David Jachia (Jacopo Bonvinici) is a student at
the University of Pisa, during the summer of 2001,
a month or so before the G8 meeting in Genoa.
He has only one more exam to go before he graduates
with a prestigious degree that should open all sorts of
doors. But his life is about to take an unexpected turn.
Noticing the beautiful Viola (Violante Placido)
handing out fliers for a anti-globalisation meeting
David decides to go along. He's long had a thing for
the girl, since they met briefly three years ago,
though she probably doesn't remember him, and her
significant other Luca (Edoardo Gabbrielini) seems
to be the ideological leader of the movement - to the
extent that this group of green/red/black/pinkos will
consent to having such.
At the meeting, David finds himself suggesting a name
for the movement and, after they go to set up a
squat-cum-commune, writing their press release. He's
forgotten all about his exam, but the others make him
feel part of something meaningful in a way that
physics rarely did.
The police inevitably show up, but the destruction of
the commune only galvanises David's
commitment - that plus the fact that Viola is taking
an interest in him, much to Luca's chagrin.

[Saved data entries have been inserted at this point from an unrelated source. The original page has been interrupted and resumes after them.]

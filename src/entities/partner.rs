use sea_orm::entity::prelude::*;
use serde::{Deserialize, Serialize};

/// Contact directory record. Customers and vendors on upload lines must be
/// companies carrying the matching commercial rank.
#[derive(Clone, Debug, PartialEq, DeriveEntityModel, Serialize, Deserialize)]
#[sea_orm(table_name = "partners")]
pub struct Model {
    #[sea_orm(primary_key)]
    pub id: i64,
    pub name: String,
    pub is_company: bool,
    pub customer_rank: i32,
    pub supplier_rank: i32,
    pub created_at: DateTimeUtc,
    pub updated_at: DateTimeUtc,
}

#[derive(Copy, Clone, Debug, EnumIter, DeriveRelation)]
pub enum Relation {}

impl ActiveModelBehavior for ActiveModel {}

impl Model {
    pub fn is_customer_company(&self) -> bool {
        self.is_company && self.customer_rank > 0
    }

    pub fn is_vendor_company(&self) -> bool {
        self.is_company && self.supplier_rank > 0
    }
}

After an altercation with a junkie, hanging round the
second commune, which leads to Luca's (rather too
schematic) departure, David finds himself responsible
for masterminding the trip to G8. The only problem is
that it's the same day as his rescheduled exam...
Opening in media res with the destruction of the original
commune and then backtracking to show David's place
within the story, Now Or Never is an assured piece of
work, with credible characters and a solid grounding in
a particular time and place.
The film has its flaws, however. Luca's reference to wanting to
avoid a Jules Et Jim scenario - pleading to the
arthouse gallery - is one and the seemingly interminable
series of endings, coupled with the failure to
discuss the impact of September 11th on David's thinking,
another.
But these are relatively minor issues when, elsewhere,
personal and political concerns are successfully
integrated and points are scored - the group hang a banner
from the Leaning Tower that reads "The tower is straight,
the world is crooked" - without succumbing to didacticism.
Merely by eschewing that tired old Bertolucci
nostalgia for an age that never existed, May '68 and
all that, Now Or Never is all the more to be welcomed
as a film that actually seeks to connect with the
realities for the present generation, rather than their
Baby Boomer parents.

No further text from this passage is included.